With 2017 as the initial MACRA reporting year, CMS is offering flexibility with the test pace to avoid negative payment adjustment. Reporting on one clinical practice improvement activity is the easiest way to avoid payment penalty for many. However, if a practice can report on a full year, it will gain the full four percent payment increase, qualify for possible bonuses and be better prepared for the stricter full 2018 reporting requirements. Therefore, it’s in your practice’s best interest to consider if simply checking the box for 2017 reporting is right if your practice, in an effort to prepare for the future and maximize value.

Healthcare providers should optimize their data with metrics that clearly measure clinical outcomes, while specifically analyzing data trends instead of simply collecting data.
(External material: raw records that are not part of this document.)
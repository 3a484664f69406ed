//! Moves dragged files into an album group.
//!
//! A move is copy-then-delete through the provider: read the source, write
//! it under `album/group`, remove it from the directory it was scanned in.

use anyhow::{Context, Result};

use crate::fs::{DirHandle, MediaFs};
use crate::model::FileEntry;

#[derive(Clone, Debug, Default, PartialEq, Eq)]
pub struct MoveReport {
    pub moved: usize,
    pub failed: usize,
    /// `(name, reason)` for every failed name, in payload order.
    pub failures: Vec<(String, String)>,
}

impl MoveReport {
    pub fn summary(&self) -> String {
        format!("Moved {} file(s), {} failed.", self.moved, self.failed)
    }
}

/// Names carried by a drag payload. Anything but a JSON array of strings
/// yields no names.
pub fn parse_payload(payload: &str) -> Vec<String> {
    match serde_json::from_str::<Vec<String>>(payload) {
        Ok(names) => names,
        Err(e) => {
            log::debug!("mover: ignoring malformed payload {:?}: {}", payload, e);
            Vec::new()
        }
    }
}

/// Move each named file into `album/group`, one after another. A name
/// matching no entry, or any failing step, counts as a failure and the
/// rest carry on. With duplicate names the first entry wins.
pub fn move_files<F: MediaFs + ?Sized>(
    fs: &F,
    files: &[FileEntry],
    names: &[String],
    album: &DirHandle,
    group: &str,
) -> MoveReport {
    let mut report = MoveReport::default();
    for name in names {
        match move_one(fs, files, name, album, group) {
            Ok(()) => report.moved += 1,
            Err(e) => {
                log::warn!("move {}: {:#}", name, e);
                report.failed += 1;
                report.failures.push((name.clone(), format!("{:#}", e)));
            }
        }
    }
    log::info!("{}", report.summary());
    report
}

fn move_one<F: MediaFs + ?Sized>(
    fs: &F,
    files: &[FileEntry],
    name: &str,
    album: &DirHandle,
    group: &str,
) -> Result<()> {
    let entry = files
        .iter()
        .find(|f| f.name == name)
        .ok_or_else(|| crate::SorterError::UnknownFile(name.to_string()))?;

    let bytes = fs.read(&entry.handle).context("read")?;
    let dest = fs.dir(album, group, true).context("open group")?;
    if fs.same_dir(&dest, &entry.parent) {
        // Already there; writing then removing would destroy the file.
        return Ok(());
    }
    fs.write(&dest, name, &bytes).context("write")?;
    fs.remove(&entry.parent, name).context("remove source")?;
    Ok(())
}

#[cfg(test)]
mod tests {
    use super::*;
    use crate::fs::LocalFs;
    use crate::scanner;

    struct Fixture {
        _tmp: tempfile::TempDir,
        root: DirHandle,
        album: DirHandle,
    }

    fn fixture(files: &[&str]) -> Fixture {
        let tmp = tempfile::tempdir().unwrap();
        for f in files {
            let p = tmp.path().join(f);
            std::fs::create_dir_all(p.parent().unwrap()).unwrap();
            std::fs::write(&p, f.as_bytes()).unwrap();
        }
        std::fs::create_dir_all(tmp.path().join("Trip")).unwrap();
        let root = DirHandle::new(tmp.path());
        let album = DirHandle::new(tmp.path().join("Trip"));
        Fixture {
            _tmp: tmp,
            root,
            album,
        }
    }

    fn names(list: &[&str]) -> Vec<String> {
        list.iter().map(|s| s.to_string()).collect()
    }

    #[test]
    fn moves_and_reports_missing() {
        let fx = fixture(&["a.jpg", "b.jpg"]);
        let files = scanner::scan_top(&LocalFs, &fx.root).unwrap();

        let report = move_files(
            &LocalFs,
            &files,
            &names(&["a.jpg", "missing.jpg"]),
            &fx.album,
            "2024",
        );
        assert_eq!(report.moved, 1);
        assert_eq!(report.failed, 1);
        assert_eq!(report.failures[0].0, "missing.jpg");
        assert_eq!(report.summary(), "Moved 1 file(s), 1 failed.");

        let moved = fx.album.path().join("2024/a.jpg");
        assert_eq!(std::fs::read(moved).unwrap(), b"a.jpg");

        let rescan = scanner::scan_top(&LocalFs, &fx.root).unwrap();
        let left: Vec<&str> = rescan.iter().map(|f| f.name.as_str()).collect();
        assert_eq!(left, vec!["b.jpg"]);
    }

    #[test]
    fn deep_entries_leave_their_own_directory() {
        let fx = fixture(&["nested/deep/c.png"]);
        let files = scanner::scan_deep(&LocalFs, &fx.root).unwrap();

        let report = move_files(&LocalFs, &files, &names(&["c.png"]), &fx.album, "G");
        assert_eq!(report.moved, 1);
        assert!(!fx.root.path().join("nested/deep/c.png").exists());
        assert!(fx.album.path().join("G/c.png").exists());
    }

    #[test]
    fn moving_into_current_group_keeps_file() {
        let fx = fixture(&["Trip/G/x.jpg"]);
        let group = DirHandle::new(fx.album.path().join("G"));
        let files = scanner::scan_top(&LocalFs, &group).unwrap();

        let report = move_files(&LocalFs, &files, &names(&["x.jpg"]), &fx.album, "G");
        assert_eq!(report.moved, 1);
        assert!(group.path().join("x.jpg").exists());
    }

    #[cfg(unix)]
    #[test]
    fn group_reached_by_another_name_keeps_file() {
        let fx = fixture(&["Trip/G/x.jpg"]);
        std::os::unix::fs::symlink(fx.album.path().join("G"), fx.album.path().join("g")).unwrap();
        let group = DirHandle::new(fx.album.path().join("G"));
        let files = scanner::scan_top(&LocalFs, &group).unwrap();

        let report = move_files(&LocalFs, &files, &names(&["x.jpg"]), &fx.album, "g");
        assert_eq!(report.moved, 1);
        assert_eq!(std::fs::read(group.path().join("x.jpg")).unwrap(), b"Trip/G/x.jpg");
    }

    #[test]
    fn empty_names_move_nothing() {
        let fx = fixture(&["a.jpg"]);
        let files = scanner::scan_top(&LocalFs, &fx.root).unwrap();
        let report = move_files(&LocalFs, &files, &[], &fx.album, "G");
        assert_eq!(report, MoveReport::default());
        assert!(fx.root.path().join("a.jpg").exists());
    }

    // ── payload ─────────────────────────────────────────────────────────

    #[test]
    fn payload_parsing() {
        assert_eq!(parse_payload(r#"["a.jpg","b c.png"]"#), names(&["a.jpg", "b c.png"]));
        assert!(parse_payload("[]").is_empty());
        assert!(parse_payload("").is_empty());
        assert!(parse_payload("not json").is_empty());
        assert!(parse_payload(r#"{"a":1}"#).is_empty());
        assert!(parse_payload("[1,2]").is_empty());
    }
}
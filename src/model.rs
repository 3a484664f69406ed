use std::fmt;
use std::str::FromStr;

use crate::fs::{DirHandle, FileHandle};

/// One scanned file. Stale as soon as the file is renamed, moved or deleted;
/// a rescan is the only way to refresh it.
#[derive(Clone, Debug, PartialEq, Eq)]
pub struct FileEntry {
    pub name: String,
    pub handle: FileHandle,
    /// Directory the file was found in.
    pub parent: DirHandle,
    /// Last-modified time, milliseconds since the Unix epoch.
    pub date: i64,
}

/// A first-level subdirectory of the root and the names of its own subdirectories.
#[derive(Clone, Debug, PartialEq, Eq)]
pub struct AlbumEntry {
    pub name: String,
    pub handle: DirHandle,
    pub groups: Vec<String>,
}

#[derive(Clone, Copy, Debug, Default, PartialEq, Eq)]
pub enum MediaFilter {
    #[default]
    All,
    Photos,
    Videos,
}

impl MediaFilter {
    pub fn as_str(self) -> &'static str {
        match self {
            MediaFilter::All => "all",
            MediaFilter::Photos => "photos",
            MediaFilter::Videos => "videos",
        }
    }
}

impl FromStr for MediaFilter {
    type Err = String;

    fn from_str(s: &str) -> Result<Self, Self::Err> {
        match s.trim().to_lowercase().as_str() {
            "all" => Ok(MediaFilter::All),
            "photos" => Ok(MediaFilter::Photos),
            "videos" => Ok(MediaFilter::Videos),
            other => Err(format!("unknown media filter: {}", other)),
        }
    }
}

impl fmt::Display for MediaFilter {
    fn fmt(&self, f: &mut fmt::Formatter<'_>) -> fmt::Result {
        f.write_str(self.as_str())
    }
}

#[derive(Clone, Copy, Debug, Default, PartialEq, Eq)]
pub enum SortMode {
    Alpha,
    /// Newest first.
    #[default]
    Date,
}

impl SortMode {
    pub fn as_str(self) -> &'static str {
        match self {
            SortMode::Alpha => "alpha",
            SortMode::Date => "date",
        }
    }

    /// Anything other than "alpha" sorts by date.
    pub fn parse_lenient(s: &str) -> Self {
        if s.trim().eq_ignore_ascii_case("alpha") {
            SortMode::Alpha
        } else {
            SortMode::Date
        }
    }
}

impl FromStr for SortMode {
    type Err = String;

    fn from_str(s: &str) -> Result<Self, Self::Err> {
        Ok(SortMode::parse_lenient(s))
    }
}

impl fmt::Display for SortMode {
    fn fmt(&self, f: &mut fmt::Formatter<'_>) -> fmt::Result {
        f.write_str(self.as_str())
    }
}
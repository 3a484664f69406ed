//! Local media sorter: browse a folder of photos and videos, filter and
//! sort it, page thumbnails in lazily, and move files into album groups.

pub mod albums;
pub mod config;
pub mod filter;
pub mod fs;
pub mod grid;
pub mod media;
pub mod metadata;
pub mod model;
pub mod mover;
pub mod scanner;
pub mod session;
pub mod store;
pub mod thumbs;

pub use config::GridConfig;
pub use fs::{DirHandle, FileHandle, LocalFs, MediaFs};
pub use grid::{Grid, ThumbDone, ThumbRequest, Viewport};
pub use model::{AlbumEntry, FileEntry, MediaFilter, SortMode};
pub use session::Session;
pub use store::HandleStore;

/// Actions refused before touching the disk.
#[derive(Debug, thiserror::Error)]
pub enum SorterError {
    #[error("no folder open; pick one first")]
    NoRoot,
    #[error("no such file: {0}")]
    UnknownFile(String),
    #[error("no such album: {0}")]
    UnknownAlbum(String),
    #[error("name must not be empty")]
    EmptyName,
}
//! Directory scanner: list files of a directory, or of a whole tree.

use anyhow::{Context, Result};

use crate::fs::{DirHandle, Entry, FileHandle, MediaFs};
use crate::model::FileEntry;

/// Direct file children of `dir`, in provider order.
///
/// Files that disappear (or cannot be stat'ed) between listing and reading
/// are skipped.
pub fn scan_top<F: MediaFs + ?Sized>(fs: &F, dir: &DirHandle) -> Result<Vec<FileEntry>> {
    let entries = fs
        .entries(dir)
        .with_context(|| format!("cannot list {}", dir.path().display()))?;

    let mut files = Vec::new();
    let mut skipped = 0usize;
    for entry in entries {
        if let Entry::File { name, handle } = entry {
            match stat(fs, dir, name, handle) {
                Some(f) => files.push(f),
                None => skipped += 1,
            }
        }
    }
    log::debug!(
        "scan_top {}: {} files, {} skipped",
        dir.path().display(),
        files.len(),
        skipped
    );
    Ok(files)
}

/// Files of `dir` and of every subdirectory, flattened.
///
/// Same-named files from different directories are all kept; only their
/// handles tell them apart.
pub fn scan_deep<F: MediaFs + ?Sized>(fs: &F, dir: &DirHandle) -> Result<Vec<FileEntry>> {
    let found = fs
        .walk_files(dir)
        .with_context(|| format!("cannot walk {}", dir.path().display()))?;

    let mut files = Vec::with_capacity(found.len());
    let mut skipped = 0usize;
    for (parent, name, handle) in found {
        match stat(fs, &parent, name, handle) {
            Some(f) => files.push(f),
            None => skipped += 1,
        }
    }
    log::debug!(
        "scan_deep {}: {} files, {} skipped",
        dir.path().display(),
        files.len(),
        skipped
    );
    Ok(files)
}

fn stat<F: MediaFs + ?Sized>(
    fs: &F,
    parent: &DirHandle,
    name: String,
    handle: FileHandle,
) -> Option<FileEntry> {
    match fs.file_info(&handle) {
        Ok(info) => Some(FileEntry {
            name,
            handle,
            parent: parent.clone(),
            date: info.modified_ms,
        }),
        Err(e) => {
            log::debug!("scan: skipping {}: {}", name, e);
            None
        }
    }
}
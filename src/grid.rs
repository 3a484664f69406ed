//! Incremental thumbnail grid.
//!
//! The grid owns the displayed (filtered/sorted) list and materializes it
//! batch by batch into [`Cell`]s. Each new cell starts as a placeholder and
//! is registered with a [`VisibilityWatcher`]; the first time it comes into
//! view the grid hands out a [`ThumbRequest`], and the finished thumbnail
//! comes back through [`Grid::apply`].
//!
//! Flow:
//!   1. `reset(view)` → bump generation, drop old cells, `load_more()`
//!   2. `scroll(viewport)` → maybe `load_more()`, then poll the watcher
//!   3. `ThumbnailPool` renders requests off-thread
//!   4. `apply(done)` → swap placeholder for the result (stale = no-op)

use std::collections::BTreeMap;
use std::sync::Arc;

use crate::config::GridConfig;
use crate::fs::FileHandle;
use crate::media::{self, MediaKind};
use crate::model::FileEntry;

/// Index of a cell; equal to the entry's index in the displayed list.
pub type CellId = usize;

#[derive(Clone, Copy, Debug, PartialEq, Eq)]
pub enum Glyph {
    Video,
    Document,
}

impl Glyph {
    pub fn symbol(self) -> &'static str {
        match self {
            Glyph::Video => "🎥",
            Glyph::Document => "📄",
        }
    }

    /// Static stand-in for an entry we don't (or can't) decode.
    fn fallback_for(name: &str) -> Self {
        match media::kind_of(name) {
            MediaKind::Video => Glyph::Video,
            _ => Glyph::Document,
        }
    }
}

#[derive(Clone, Debug, PartialEq)]
pub enum Visual {
    Placeholder,
    /// Encoded JPEG bytes.
    Thumbnail(Arc<Vec<u8>>),
    Glyph(Glyph),
}

#[derive(Clone, Copy, Debug, PartialEq, Eq)]
pub enum CellAction {
    Rename,
    Delete,
    Metadata,
    Open,
}

pub const CELL_ACTIONS: [CellAction; 4] = [
    CellAction::Rename,
    CellAction::Delete,
    CellAction::Metadata,
    CellAction::Open,
];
Care coordination and interoperability will only increase in significance with MACRA, especially under APMs, so providers must look ahead. Continue to educate yourself on the changing reimbursement landscape, reporting requirements and coordination opportunities. Note when industry professional organizations, like CHIME, push back against MACRA Final Rule requirements and monitor how CMS responds. Spread understanding to clinicians across a practice, instead of siloing information with leadership.

Third-party advisors will serve as necessary resources for many organizations, considering the continued reporting confusion surrounding MACRA and already limited physician time due to EHR fatigue. Instead of missing out on reporting opportunities, proactively reach out to resources that can guide the best path forward.